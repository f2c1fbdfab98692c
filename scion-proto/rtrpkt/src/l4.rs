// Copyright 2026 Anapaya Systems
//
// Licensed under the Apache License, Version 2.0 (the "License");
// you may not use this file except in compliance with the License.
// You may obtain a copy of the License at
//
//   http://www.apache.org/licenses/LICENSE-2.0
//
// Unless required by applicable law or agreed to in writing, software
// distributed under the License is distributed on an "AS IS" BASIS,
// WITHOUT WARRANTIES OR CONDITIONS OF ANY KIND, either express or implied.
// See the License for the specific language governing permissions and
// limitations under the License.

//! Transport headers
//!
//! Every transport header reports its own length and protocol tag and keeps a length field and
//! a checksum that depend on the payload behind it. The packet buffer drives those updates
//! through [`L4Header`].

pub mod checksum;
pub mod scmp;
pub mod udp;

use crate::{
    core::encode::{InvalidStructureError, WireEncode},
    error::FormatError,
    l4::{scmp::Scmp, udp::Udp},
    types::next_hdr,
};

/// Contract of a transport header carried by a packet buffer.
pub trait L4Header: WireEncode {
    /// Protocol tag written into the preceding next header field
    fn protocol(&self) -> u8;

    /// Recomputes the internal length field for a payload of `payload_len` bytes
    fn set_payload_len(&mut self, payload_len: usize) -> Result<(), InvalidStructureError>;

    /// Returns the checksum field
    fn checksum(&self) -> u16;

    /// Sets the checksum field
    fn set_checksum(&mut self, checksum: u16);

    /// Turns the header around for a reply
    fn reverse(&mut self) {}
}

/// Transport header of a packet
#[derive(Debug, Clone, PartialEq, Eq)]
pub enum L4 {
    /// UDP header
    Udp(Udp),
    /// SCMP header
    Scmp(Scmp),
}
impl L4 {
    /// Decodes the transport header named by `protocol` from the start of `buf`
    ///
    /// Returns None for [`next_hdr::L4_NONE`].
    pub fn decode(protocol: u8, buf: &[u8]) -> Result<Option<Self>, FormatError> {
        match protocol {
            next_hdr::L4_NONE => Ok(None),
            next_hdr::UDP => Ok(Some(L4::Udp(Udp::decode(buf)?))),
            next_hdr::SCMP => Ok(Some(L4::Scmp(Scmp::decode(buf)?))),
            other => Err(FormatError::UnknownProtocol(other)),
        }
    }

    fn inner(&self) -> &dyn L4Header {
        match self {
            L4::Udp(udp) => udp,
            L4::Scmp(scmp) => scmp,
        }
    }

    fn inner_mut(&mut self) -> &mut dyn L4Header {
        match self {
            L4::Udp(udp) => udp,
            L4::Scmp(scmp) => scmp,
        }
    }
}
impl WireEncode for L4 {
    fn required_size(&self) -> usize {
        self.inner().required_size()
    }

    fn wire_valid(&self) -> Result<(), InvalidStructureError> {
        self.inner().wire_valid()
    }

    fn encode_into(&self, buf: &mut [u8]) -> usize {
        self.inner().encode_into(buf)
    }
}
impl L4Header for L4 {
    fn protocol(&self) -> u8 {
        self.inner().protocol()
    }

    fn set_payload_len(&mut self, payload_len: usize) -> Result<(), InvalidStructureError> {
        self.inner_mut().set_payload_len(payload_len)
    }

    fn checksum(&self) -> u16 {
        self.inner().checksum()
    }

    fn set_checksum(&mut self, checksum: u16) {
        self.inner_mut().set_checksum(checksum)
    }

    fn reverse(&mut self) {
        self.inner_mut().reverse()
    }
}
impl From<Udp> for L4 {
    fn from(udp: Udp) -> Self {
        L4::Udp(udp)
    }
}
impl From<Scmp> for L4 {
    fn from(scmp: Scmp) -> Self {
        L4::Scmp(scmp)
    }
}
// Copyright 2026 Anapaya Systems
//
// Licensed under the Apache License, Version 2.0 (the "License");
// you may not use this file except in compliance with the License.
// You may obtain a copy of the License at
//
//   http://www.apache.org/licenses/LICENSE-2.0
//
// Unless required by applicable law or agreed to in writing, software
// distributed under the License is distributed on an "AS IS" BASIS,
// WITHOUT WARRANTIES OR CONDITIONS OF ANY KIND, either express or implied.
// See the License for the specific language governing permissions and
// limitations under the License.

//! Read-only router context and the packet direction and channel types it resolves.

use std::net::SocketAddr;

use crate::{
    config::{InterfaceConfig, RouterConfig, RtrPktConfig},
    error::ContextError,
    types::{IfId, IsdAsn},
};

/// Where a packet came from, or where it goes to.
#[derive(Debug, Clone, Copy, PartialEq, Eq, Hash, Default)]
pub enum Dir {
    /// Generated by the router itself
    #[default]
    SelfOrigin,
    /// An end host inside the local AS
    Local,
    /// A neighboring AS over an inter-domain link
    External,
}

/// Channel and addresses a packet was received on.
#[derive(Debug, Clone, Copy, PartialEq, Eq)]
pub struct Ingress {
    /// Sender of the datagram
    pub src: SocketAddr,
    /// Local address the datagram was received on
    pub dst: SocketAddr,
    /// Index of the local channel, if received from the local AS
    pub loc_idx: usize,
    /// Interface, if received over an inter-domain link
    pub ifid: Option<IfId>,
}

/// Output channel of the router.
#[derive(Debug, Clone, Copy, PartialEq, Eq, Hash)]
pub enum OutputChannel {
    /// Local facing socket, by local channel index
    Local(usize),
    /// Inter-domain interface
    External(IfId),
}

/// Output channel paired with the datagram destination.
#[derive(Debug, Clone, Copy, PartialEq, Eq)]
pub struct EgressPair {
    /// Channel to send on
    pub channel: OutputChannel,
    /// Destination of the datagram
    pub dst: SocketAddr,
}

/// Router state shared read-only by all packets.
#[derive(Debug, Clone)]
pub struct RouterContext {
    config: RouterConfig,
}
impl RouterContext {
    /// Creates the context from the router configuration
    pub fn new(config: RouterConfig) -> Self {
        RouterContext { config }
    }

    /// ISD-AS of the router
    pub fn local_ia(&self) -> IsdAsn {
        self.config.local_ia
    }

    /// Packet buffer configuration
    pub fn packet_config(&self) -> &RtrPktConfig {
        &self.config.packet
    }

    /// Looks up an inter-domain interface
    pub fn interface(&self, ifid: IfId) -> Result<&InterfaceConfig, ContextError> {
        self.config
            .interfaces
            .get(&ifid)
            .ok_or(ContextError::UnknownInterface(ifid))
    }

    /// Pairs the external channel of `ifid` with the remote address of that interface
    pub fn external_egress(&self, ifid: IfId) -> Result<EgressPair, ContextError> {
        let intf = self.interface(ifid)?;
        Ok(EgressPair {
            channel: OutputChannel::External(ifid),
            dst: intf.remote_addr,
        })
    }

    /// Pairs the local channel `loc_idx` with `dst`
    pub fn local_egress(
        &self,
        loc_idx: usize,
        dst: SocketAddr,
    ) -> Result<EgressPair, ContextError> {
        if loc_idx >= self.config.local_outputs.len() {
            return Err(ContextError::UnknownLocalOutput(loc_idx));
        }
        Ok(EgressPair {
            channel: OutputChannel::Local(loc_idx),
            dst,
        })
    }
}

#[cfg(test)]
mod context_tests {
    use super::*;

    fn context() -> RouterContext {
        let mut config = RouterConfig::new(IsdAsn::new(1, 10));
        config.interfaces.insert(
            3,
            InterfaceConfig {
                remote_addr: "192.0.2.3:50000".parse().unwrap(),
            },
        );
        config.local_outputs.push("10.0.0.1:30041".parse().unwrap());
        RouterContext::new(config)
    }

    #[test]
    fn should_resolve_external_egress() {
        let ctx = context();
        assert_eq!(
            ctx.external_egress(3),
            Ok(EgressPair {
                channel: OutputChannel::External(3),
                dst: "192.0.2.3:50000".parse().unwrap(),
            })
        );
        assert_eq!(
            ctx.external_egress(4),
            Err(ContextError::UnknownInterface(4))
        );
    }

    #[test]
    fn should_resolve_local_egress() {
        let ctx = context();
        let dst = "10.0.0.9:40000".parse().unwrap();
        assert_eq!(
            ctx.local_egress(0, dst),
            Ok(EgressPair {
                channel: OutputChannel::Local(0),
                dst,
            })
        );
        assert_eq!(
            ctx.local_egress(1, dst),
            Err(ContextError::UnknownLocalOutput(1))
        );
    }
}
===
Anywhere the listing shows the word "Hash", copy the full line.

## [Solution]
#[derive(Debug, Clone, Copy, PartialEq, Eq, Hash, Default)]
#[derive(Debug, Clone, Copy, PartialEq, Eq, Hash)]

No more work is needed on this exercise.